Now that we understood how important it is to take care of the data and look for signs of trouble, even in the null values, let's import the dataset, give them name to distinguish them later and make a concatinated dataframe that can show us what's in each very easily.

You can learn about the code and packages more in the second video. Ask me questions in here or in the comments on YouTube.

In [None]:
path = '../input/house-prices-advanced-regression-techniques'
train = pd.read_csv(path + r'/train.csv', )
test = pd.read_csv(path + r'/test.csv')

train.name = 'train'
test.name = 'test'

# keeping testing id for submission in the future
test_id = test.Id
for df in [train, test]:
    df.drop(columns = ['Id'], inplace = True)
    
df_concat = pd.concat([train, test], axis = 0).reset_index(drop = True)
df_concat.name = 'both dfs'

df_concat.loc[:train.shape[0], 'which'] = 'train'
df_concat.loc[train.shape[0]:, 'which'] = 'test'

In [None]:
print('Number of training examples: ', train.shape[0])
print('Number of testing examples: ', test.shape[0])
print('Testing set to the whole: ', round(test.shape[0]/df_concat.shape[0], 2))
print('Number of features:', test.shape[1])
f_y = min(df_concat['YrSold'])
f_m = min(df_concat[df_concat['YrSold'] == f_y].MoSold)
print('Selling records start from {}\{}'.format(f_y, f_m))
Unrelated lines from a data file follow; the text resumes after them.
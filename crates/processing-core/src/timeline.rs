//! Timeline layout: where each reconciled clip lands in the output.
//!
//! Scenes are laid end to end in manifest order. A transition out of scene
//! `i` is duration-neutral: scene `i` is rendered with a tail handle of the
//! transition's length, and the blend occupies the first `d` seconds of
//! scene `i + 1`. The total therefore equals the sum of reconciled durations.

use mvgen_common::MvgenError;
use mvgen_project_model::{ReconcilePlan, ReconciledClip, Scene, Transition};

use crate::reconcile::{DurationReconciler, ReconcileError};

/// One scene placed on the output timeline.
#[derive(Debug, Clone, PartialEq)]
pub struct TimelineEntry {
    pub scene_id: String,

    /// Position among the scenes actually laid out.
    pub index: usize,

    /// Output time at which the scene starts.
    pub start_secs: f64,

    /// Reconciled scene duration.
    pub duration_secs: f64,

    /// Plan used to render the clip, including any tail handle.
    pub render_plan: ReconcilePlan,

    /// Transition into the next laid-out scene.
    pub transition_out: Option<Transition>,

    /// Absolute overlay window, clamped to the scene slot.
    pub overlay_window: Option<(f64, f64)>,
}

impl TimelineEntry {
    pub fn end_secs(&self) -> f64 {
        self.start_secs + self.duration_secs
    }

    /// Length of the rendered clip, tail handle included.
    pub fn rendered_secs(&self) -> f64 {
        self.render_plan.duration_secs()
    }
}

/// Ordered layout of the whole video.
#[derive(Debug, Clone, PartialEq)]
pub struct TimelineLayout {
    pub entries: Vec<TimelineEntry>,
    pub total_secs: f64,
    pub frame_rate: f64,
}

/// Layout failures.
#[derive(Debug, Clone, PartialEq, thiserror::Error)]
pub enum LayoutError {
    #[error("no clips to lay out")]
    Empty,

    #[error("no scene definition for clip `{scene_id}`")]
    UnknownScene { scene_id: String },

    #[error(
        "scene `{scene_id}`: transition needs {overlap_secs:.3}s but the clip is only {available_secs:.3}s"
    )]
    TransitionOverlap {
        scene_id: String,
        overlap_secs: f64,
        available_secs: f64,
    },

    #[error(transparent)]
    Reconcile(#[from] ReconcileError),
}

impl From<LayoutError> for MvgenError {
    fn from(err: LayoutError) -> Self {
        match err {
            LayoutError::TransitionOverlap {
                scene_id,
                overlap_secs,
                available_secs,
            } => MvgenError::TransitionOverlap {
                scene_id,
                overlap_secs,
                available_secs,
            },
            LayoutError::Reconcile(e) => e.into(),
            other => MvgenError::state(other.to_string()),
        }
    }
}

impl TimelineLayout {
    /// Lay out `clips` (in timeline order) against their scene definitions.
    ///
    /// `scenes` may contain more scenes than `clips`; a partial run lays out
    /// only the clips present, and a transition applies to the next clip
    /// that is actually present.
    pub fn build(
        scenes: &[Scene],
        clips: &[ReconciledClip],
        frame_rate: f64,
    ) -> Result<Self, LayoutError> {
        if clips.is_empty() {
            return Err(LayoutError::Empty);
        }
        let reconciler = DurationReconciler::new(frame_rate);

        let lookup = |id: &str| {
            scenes
                .iter()
                .find(|s| s.id == id)
                .ok_or_else(|| LayoutError::UnknownScene {
                    scene_id: id.to_string(),
                })
        };

        let mut entries = Vec::with_capacity(clips.len());
        let mut cursor = 0.0;
        for (index, clip) in clips.iter().enumerate() {
            let scene = lookup(&clip.scene_id)?;
            let duration = clip.duration_secs();
            let is_last = index + 1 == clips.len();
            let transition_out = if is_last { None } else { scene.transition };

            let render_plan = match transition_out {
                Some(t) => {
                    let next = &clips[index + 1];
                    for (id, available) in [
                        (&clip.scene_id, duration),
                        (&next.scene_id, next.duration_secs()),
                    ] {
                        if available + 1e-9 < t.duration_secs {
                            return Err(LayoutError::TransitionOverlap {
                                scene_id: id.clone(),
                                overlap_secs: t.duration_secs,
                                available_secs: available,
                            });
                        }
                    }
                    reconciler.plan(
                        &clip.scene_id,
                        &clip.media,
                        duration + t.duration_secs,
                        scene.reconcile,
                    )?
                }
                None => clip.plan.clone(),
            };

            let overlay_window = scene.overlay.as_ref().map(|o| {
                let start = o.start_secs.unwrap_or(0.0).clamp(0.0, duration);
                let end = o.end_secs.unwrap_or(duration).clamp(start, duration);
                (cursor + start, cursor + end)
            });

            entries.push(TimelineEntry {
                scene_id: clip.scene_id.clone(),
                index,
                start_secs: cursor,
                duration_secs: duration,
                render_plan,
                transition_out,
                overlay_window,
            });
            cursor += duration;
        }

        tracing::debug!(
            clips = entries.len(),
            total_secs = cursor,
            transitions = entries.iter().filter(|e| e.transition_out.is_some()).count(),
            "Timeline laid out"
        );
        Ok(Self {
            entries,
            total_secs: cursor,
            frame_rate,
        })
    }

    /// Entry covering output time `t`, if any.
    pub fn entry_at(&self, t: f64) -> Option<&TimelineEntry> {
        self.entries
            .iter()
            .find(|e| t >= e.start_secs && t < e.end_secs())
    }

    pub fn scene_ids(&self) -> Vec<&str> {
        self.entries.iter().map(|e| e.scene_id.as_str()).collect()
    }
}

#[cfg(test)]
mod tests {
    use super::*;
    use mvgen_project_model::{ClipOrigin, Manifest, MediaInfo, ResolvedClip};
    use proptest::prelude::*;

    fn manifest(scenes: serde_json::Value) -> Manifest {
        Manifest::from_json_str(
            &serde_json::json!({ "project_name": "Test", "scenes": scenes }).to_string(),
        )
        .unwrap()
    }

    fn reconciled(manifest: &Manifest, native: &[f64]) -> Vec<ReconciledClip> {
        let r = DurationReconciler::new(manifest.output.frame_rate);
        manifest
            .scenes
            .iter()
            .zip(native)
            .map(|(scene, native)| {
                let clip = ResolvedClip::ready(
                    &scene.id,
                    format!("/tmp/{}.mp4", scene.id),
                    ClipOrigin::File,
                    MediaInfo {
                        duration_secs: *native,
                        width: 1080,
                        height: 1920,
                        fps: 30.0,
                        has_audio: false,
                        codec: "h264".to_string(),
                    },
                );
                r.reconcile(&clip, scene.duration_secs, scene.reconcile)
                    .unwrap()
            })
            .collect()
    }

    #[test]
    fn test_two_file_scenes_total_five_seconds_in_order() {
        let m = manifest(serde_json::json!([
            { "id": "a", "file": "a.mp4", "duration": 2.0 },
            { "id": "b", "file": "b.mp4", "duration": 3.0 }
        ]));
        let clips = reconciled(&m, &[2.0, 3.0]);
        let layout = TimelineLayout::build(&m.scenes, &clips, 30.0).unwrap();

        assert_eq!(layout.scene_ids(), vec!["a", "b"]);
        assert!((layout.total_secs - 5.0).abs() < 1e-9);
        assert!((layout.entries[1].start_secs - 2.0).abs() < 1e-9);
        assert_eq!(layout.entry_at(2.5).unwrap().scene_id, "b");
    }

    #[test]
    fn test_crossfade_is_duration_neutral() {
        let m = manifest(serde_json::json!([
            { "id": "a", "file": "a.mp4", "duration": 2.0,
              "transition": { "kind": "crossfade", "duration": 0.5 } },
            { "id": "b", "file": "b.mp4", "duration": 3.0 }
        ]));
        let clips = reconciled(&m, &[4.0, 3.0]);
        let layout = TimelineLayout::build(&m.scenes, &clips, 30.0).unwrap();

        assert!((layout.total_secs - 5.0).abs() < 1e-9);
        assert!((layout.entries[0].rendered_secs() - 2.5).abs() < 1e-9);
        assert!((layout.entries[1].rendered_secs() - 3.0).abs() < 1e-9);
    }

    #[test]
    fn test_transition_longer_than_clip_fails() {
        let m = manifest(serde_json::json!([
            { "id": "a", "file": "a.mp4", "duration": 2.0,
              "transition": { "duration": 1.5 } },
            { "id": "b", "file": "b.mp4", "duration": 1.0 }
        ]));
        let clips = reconciled(&m, &[2.0, 1.0]);
        let err = TimelineLayout::build(&m.scenes, &clips, 30.0).unwrap_err();
        match err {
            LayoutError::TransitionOverlap { scene_id, .. } => assert_eq!(scene_id, "b"),
            other => panic!("expected overlap error, got {other:?}"),
        }
        let mvgen: MvgenError = TimelineLayout::build(&m.scenes, &clips, 30.0)
            .unwrap_err()
            .into();
        assert!(mvgen.is_compositor_fatal());
    }

    #[test]
    fn test_overlay_window_is_relative_to_scene_slot() {
        let m = manifest(serde_json::json!([
            { "id": "a", "file": "a.mp4", "duration": 2.0 },
            { "id": "b", "file": "b.mp4", "duration": 3.0,
              "overlay": { "text": "hi", "start_secs": 0.5, "end_secs": 2.0 } }
        ]));
        let clips = reconciled(&m, &[2.0, 7.0]);
        let layout = TimelineLayout::build(&m.scenes, &clips, 30.0).unwrap();
        let (start, end) = layout.entries[1].overlay_window.unwrap();
        assert!((start - 2.5).abs() < 1e-9);
        assert!((end - 4.0).abs() < 1e-9);
    }

    #[test]
    fn test_partial_layout_skips_missing_scenes() {
        let m = manifest(serde_json::json!([
            { "id": "a", "file": "a.mp4", "duration": 2.0 },
            { "id": "b", "file": "b.mp4", "duration": 3.0 },
            { "id": "c", "file": "c.mp4", "duration": 1.0 }
        ]));
        let mut clips = reconciled(&m, &[2.0, 3.0, 1.0]);
        clips.remove(1);
        let layout = TimelineLayout::build(&m.scenes, &clips, 30.0).unwrap();
        assert_eq!(layout.scene_ids(), vec!["a", "c"]);
        assert!((layout.total_secs - 3.0).abs() < 1e-9);
    }

    #[test]
    fn test_empty_layout_fails() {
        let m = manifest(serde_json::json!([{ "id": "a", "file": "a.mp4", "duration": 2.0 }]));
        assert_eq!(
            TimelineLayout::build(&m.scenes, &[], 30.0),
            Err(LayoutError::Empty)
        );
    }

    proptest! {
        #[test]
        fn prop_total_is_sum_of_scene_durations(
            durations in prop::collection::vec(0.5f64..8.0, 1..8),
            natives in prop::collection::vec(0.2f64..12.0, 8),
            fade in 0.0f64..0.5,
        ) {
            let scenes: Vec<_> = durations
                .iter()
                .enumerate()
                .map(|(i, d)| {
                    let mut scene = serde_json::json!({ "id": format!("s{i}"), "file": "x.mp4", "duration": d });
                    if fade > 0.05 && i + 1 < durations.len() {
                        scene["transition"] = serde_json::json!({ "duration": fade });
                    }
                    scene
                })
                .collect();
            let m = manifest(serde_json::Value::Array(scenes));
            let clips = reconciled(&m, &natives[..durations.len()]);
            let layout = TimelineLayout::build(&m.scenes, &clips, 30.0).unwrap();

            let declared: f64 = durations.iter().sum();
            let frame = 1.0 / 30.0;
            prop_assert!((layout.total_secs - declared).abs() <= durations.len() as f64 * frame / 2.0 + 1e-9);
            let reconciled_sum: f64 = clips.iter().map(|c| c.duration_secs()).sum();
            prop_assert!((layout.total_secs - reconciled_sum).abs() <= frame);
        }
    }
}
In this Kernel I will focus on null values but just to have an idea of the dataset, you can play with the plots bellow to get a feeling for the data. You can add fields that you want to analyze to the list in the second plot and plot their distribution in the testing and training set.

In [None]:
fig = make_subplots(rows=1, cols=2)
fig.add_trace(
    go.Bar(name='Sum', x=train.groupby('YrSold').sum().index
           , y = train.groupby('YrSold').sum().SalePrice),row=1, col=1
)
fig.add_trace(
    go.Bar(name='Count', x=train.groupby('YrSold').count().index,
           y=train.groupby('YrSold').count().SalePrice),row=1, col=2
)

fig.update_yaxes(title_text="sum", row=1, col=1)
fig.update_yaxes(title_text="count", row=1, col=2)
fig.update_xaxes(title_text="year", row=1, col=1)
fig.update_xaxes(title_text="year", row=1, col=2)
fig.update_layout(title_text="How Much?How Many?", height=500)
fig.show()


In [None]:
features = ['OverallQual', 'MoSold'] # add the name of the column to this list

sns.set_style('whitegrid')
for feature in features:    
    sns.catplot(x=str(feature), kind="count", palette="PuRd_r",
                data=df_concat, col = "which")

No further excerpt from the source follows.